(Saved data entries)
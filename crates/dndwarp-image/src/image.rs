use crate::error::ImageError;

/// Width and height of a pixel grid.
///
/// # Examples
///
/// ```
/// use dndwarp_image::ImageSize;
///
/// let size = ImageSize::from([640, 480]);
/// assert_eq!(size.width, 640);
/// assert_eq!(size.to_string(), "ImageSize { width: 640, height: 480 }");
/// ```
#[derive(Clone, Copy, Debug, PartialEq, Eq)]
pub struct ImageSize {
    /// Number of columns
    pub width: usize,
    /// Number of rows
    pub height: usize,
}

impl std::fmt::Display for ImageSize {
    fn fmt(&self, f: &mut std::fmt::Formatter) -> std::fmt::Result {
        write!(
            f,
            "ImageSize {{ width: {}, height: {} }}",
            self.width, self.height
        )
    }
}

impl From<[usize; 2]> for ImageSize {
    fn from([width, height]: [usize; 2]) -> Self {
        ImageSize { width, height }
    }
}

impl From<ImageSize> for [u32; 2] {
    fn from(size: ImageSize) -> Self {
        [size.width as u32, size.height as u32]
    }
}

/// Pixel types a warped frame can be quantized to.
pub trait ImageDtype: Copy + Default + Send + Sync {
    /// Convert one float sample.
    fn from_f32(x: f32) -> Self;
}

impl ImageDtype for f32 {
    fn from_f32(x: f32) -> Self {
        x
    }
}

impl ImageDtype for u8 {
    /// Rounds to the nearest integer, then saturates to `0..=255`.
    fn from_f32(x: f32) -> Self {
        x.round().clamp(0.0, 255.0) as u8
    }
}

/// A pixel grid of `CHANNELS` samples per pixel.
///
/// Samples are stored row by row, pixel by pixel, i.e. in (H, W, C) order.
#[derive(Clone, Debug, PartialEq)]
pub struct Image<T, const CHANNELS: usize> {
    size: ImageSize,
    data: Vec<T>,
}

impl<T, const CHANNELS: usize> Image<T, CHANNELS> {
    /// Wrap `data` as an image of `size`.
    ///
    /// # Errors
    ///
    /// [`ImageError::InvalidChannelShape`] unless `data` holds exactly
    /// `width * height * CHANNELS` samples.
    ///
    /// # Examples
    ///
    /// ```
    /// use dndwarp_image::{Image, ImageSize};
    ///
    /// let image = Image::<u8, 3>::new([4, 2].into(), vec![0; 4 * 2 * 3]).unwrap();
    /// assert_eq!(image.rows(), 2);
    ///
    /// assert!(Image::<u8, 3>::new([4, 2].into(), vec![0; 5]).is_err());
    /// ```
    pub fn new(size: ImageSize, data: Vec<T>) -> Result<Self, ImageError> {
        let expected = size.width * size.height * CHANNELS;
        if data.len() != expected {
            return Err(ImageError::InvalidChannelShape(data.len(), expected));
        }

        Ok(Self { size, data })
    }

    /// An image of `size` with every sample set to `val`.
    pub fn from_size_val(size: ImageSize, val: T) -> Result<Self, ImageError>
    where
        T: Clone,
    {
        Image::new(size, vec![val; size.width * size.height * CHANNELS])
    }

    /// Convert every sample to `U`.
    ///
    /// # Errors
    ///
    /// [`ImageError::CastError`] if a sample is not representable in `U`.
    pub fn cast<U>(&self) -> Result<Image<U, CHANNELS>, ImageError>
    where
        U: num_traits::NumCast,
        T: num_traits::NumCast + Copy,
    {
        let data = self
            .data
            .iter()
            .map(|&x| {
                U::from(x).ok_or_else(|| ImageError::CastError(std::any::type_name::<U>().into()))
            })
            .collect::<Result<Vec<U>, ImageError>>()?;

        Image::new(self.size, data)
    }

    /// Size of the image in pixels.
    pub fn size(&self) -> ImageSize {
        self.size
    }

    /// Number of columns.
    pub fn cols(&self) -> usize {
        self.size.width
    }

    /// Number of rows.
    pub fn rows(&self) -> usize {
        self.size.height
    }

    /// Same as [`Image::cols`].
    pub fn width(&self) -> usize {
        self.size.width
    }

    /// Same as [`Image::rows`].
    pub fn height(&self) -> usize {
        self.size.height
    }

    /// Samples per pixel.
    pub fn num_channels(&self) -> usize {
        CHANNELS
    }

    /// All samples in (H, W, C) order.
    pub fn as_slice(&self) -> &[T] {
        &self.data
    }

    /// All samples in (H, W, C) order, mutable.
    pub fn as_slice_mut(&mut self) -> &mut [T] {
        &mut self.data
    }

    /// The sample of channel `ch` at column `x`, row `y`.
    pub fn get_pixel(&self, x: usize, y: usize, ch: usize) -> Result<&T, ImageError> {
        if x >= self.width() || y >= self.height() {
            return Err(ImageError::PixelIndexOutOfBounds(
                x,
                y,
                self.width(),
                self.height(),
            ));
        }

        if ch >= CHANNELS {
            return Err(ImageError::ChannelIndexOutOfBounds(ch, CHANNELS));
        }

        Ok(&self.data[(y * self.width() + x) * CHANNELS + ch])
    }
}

---

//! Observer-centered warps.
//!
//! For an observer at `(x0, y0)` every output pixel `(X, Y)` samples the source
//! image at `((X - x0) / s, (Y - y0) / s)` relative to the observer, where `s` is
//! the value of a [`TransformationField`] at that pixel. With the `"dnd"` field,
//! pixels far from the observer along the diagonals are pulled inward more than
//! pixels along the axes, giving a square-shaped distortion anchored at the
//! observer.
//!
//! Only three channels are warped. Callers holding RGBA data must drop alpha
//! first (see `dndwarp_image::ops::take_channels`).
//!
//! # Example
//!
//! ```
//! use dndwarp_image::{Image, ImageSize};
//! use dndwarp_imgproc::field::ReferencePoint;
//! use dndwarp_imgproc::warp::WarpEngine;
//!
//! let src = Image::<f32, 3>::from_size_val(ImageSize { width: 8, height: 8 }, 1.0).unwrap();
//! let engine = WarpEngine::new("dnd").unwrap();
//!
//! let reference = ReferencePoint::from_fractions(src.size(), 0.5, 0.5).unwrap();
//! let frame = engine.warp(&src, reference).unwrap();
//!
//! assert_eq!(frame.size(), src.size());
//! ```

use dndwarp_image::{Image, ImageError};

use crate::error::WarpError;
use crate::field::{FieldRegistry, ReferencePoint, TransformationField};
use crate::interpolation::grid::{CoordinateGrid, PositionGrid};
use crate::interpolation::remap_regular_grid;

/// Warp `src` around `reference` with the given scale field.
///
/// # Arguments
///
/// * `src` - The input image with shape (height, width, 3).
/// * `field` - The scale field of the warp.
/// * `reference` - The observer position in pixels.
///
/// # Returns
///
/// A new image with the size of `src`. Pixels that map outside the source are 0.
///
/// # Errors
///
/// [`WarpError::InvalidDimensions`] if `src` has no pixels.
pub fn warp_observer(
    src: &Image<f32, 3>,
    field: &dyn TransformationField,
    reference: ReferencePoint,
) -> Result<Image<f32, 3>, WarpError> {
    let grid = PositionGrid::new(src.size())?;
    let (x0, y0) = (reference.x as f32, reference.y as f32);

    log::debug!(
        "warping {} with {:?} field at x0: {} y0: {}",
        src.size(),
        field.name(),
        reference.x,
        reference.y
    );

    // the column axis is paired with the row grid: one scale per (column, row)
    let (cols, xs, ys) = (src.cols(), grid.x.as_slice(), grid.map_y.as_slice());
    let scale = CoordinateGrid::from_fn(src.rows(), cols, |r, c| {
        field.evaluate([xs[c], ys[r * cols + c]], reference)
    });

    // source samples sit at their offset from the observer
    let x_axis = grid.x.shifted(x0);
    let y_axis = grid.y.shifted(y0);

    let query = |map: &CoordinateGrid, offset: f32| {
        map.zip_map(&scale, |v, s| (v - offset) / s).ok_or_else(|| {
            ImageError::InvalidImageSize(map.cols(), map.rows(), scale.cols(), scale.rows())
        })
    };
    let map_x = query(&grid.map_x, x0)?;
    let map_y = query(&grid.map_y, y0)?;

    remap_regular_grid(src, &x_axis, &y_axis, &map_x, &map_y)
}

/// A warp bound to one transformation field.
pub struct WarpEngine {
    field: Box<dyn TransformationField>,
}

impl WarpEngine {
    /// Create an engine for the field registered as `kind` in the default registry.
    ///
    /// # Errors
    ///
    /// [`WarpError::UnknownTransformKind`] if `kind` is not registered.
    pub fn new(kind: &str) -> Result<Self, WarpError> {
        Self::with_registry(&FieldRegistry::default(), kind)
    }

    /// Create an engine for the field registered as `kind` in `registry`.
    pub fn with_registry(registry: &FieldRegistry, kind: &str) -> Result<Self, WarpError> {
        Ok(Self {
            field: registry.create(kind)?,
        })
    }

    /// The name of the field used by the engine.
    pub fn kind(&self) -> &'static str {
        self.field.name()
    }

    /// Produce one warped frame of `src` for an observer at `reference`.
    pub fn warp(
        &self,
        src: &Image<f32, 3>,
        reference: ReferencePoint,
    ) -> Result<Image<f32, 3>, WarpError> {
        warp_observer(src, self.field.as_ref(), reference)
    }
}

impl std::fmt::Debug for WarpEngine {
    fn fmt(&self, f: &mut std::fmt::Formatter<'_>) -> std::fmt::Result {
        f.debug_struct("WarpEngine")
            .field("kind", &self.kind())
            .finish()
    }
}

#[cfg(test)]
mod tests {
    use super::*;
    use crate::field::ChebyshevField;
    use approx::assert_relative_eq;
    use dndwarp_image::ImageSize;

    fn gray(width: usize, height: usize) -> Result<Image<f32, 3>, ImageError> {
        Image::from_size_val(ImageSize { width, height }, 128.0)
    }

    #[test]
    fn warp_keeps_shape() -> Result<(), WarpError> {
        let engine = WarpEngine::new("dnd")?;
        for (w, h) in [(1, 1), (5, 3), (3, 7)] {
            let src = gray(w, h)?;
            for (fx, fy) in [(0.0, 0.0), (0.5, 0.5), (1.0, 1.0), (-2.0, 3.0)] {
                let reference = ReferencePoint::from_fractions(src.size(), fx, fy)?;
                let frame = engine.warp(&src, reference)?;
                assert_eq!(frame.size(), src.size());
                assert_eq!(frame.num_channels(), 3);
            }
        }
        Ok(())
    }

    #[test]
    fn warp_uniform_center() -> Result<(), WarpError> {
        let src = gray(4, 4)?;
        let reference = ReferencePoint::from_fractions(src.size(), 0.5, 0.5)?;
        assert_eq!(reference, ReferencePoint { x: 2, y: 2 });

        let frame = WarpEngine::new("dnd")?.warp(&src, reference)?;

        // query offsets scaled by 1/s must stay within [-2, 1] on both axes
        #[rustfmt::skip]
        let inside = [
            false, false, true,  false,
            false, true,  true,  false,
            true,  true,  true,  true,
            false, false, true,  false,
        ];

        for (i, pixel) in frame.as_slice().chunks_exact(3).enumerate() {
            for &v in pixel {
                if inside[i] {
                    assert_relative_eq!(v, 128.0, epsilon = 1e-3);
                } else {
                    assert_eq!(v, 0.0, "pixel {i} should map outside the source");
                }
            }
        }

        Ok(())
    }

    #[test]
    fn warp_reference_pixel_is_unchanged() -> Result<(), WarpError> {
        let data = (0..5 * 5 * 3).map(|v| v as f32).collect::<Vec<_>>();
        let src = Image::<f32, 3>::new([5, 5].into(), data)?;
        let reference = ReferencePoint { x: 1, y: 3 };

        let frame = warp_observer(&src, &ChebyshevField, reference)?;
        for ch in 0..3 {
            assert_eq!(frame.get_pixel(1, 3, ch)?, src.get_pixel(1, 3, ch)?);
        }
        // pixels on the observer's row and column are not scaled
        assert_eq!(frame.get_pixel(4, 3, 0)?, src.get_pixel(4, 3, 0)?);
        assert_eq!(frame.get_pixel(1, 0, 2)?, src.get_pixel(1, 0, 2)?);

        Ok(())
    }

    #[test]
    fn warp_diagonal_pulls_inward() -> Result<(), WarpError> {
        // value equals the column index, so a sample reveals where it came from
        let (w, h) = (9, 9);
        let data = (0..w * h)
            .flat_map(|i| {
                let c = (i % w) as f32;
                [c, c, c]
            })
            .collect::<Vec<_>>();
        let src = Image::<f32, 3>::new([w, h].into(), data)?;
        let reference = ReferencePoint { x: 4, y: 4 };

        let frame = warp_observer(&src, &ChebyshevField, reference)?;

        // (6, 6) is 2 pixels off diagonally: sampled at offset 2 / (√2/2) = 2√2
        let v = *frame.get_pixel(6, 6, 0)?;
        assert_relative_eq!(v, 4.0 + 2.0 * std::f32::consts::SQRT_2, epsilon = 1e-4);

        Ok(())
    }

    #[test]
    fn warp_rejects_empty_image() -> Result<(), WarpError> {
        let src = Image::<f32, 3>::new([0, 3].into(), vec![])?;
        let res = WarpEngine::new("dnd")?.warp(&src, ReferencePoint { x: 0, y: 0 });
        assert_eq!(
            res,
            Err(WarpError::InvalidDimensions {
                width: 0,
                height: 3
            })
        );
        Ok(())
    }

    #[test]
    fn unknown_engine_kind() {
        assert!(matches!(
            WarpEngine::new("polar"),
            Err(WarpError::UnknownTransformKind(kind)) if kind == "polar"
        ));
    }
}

- **Prompt**:
A line qualifies when it holds the word "axes"; report all qualifying lines from the records above.

- **Output below**:
//! pixels along the axes, giving a square-shaped distortion anchored at the
        // query offsets scaled by 1/s must stay within [-2, 1] on both axes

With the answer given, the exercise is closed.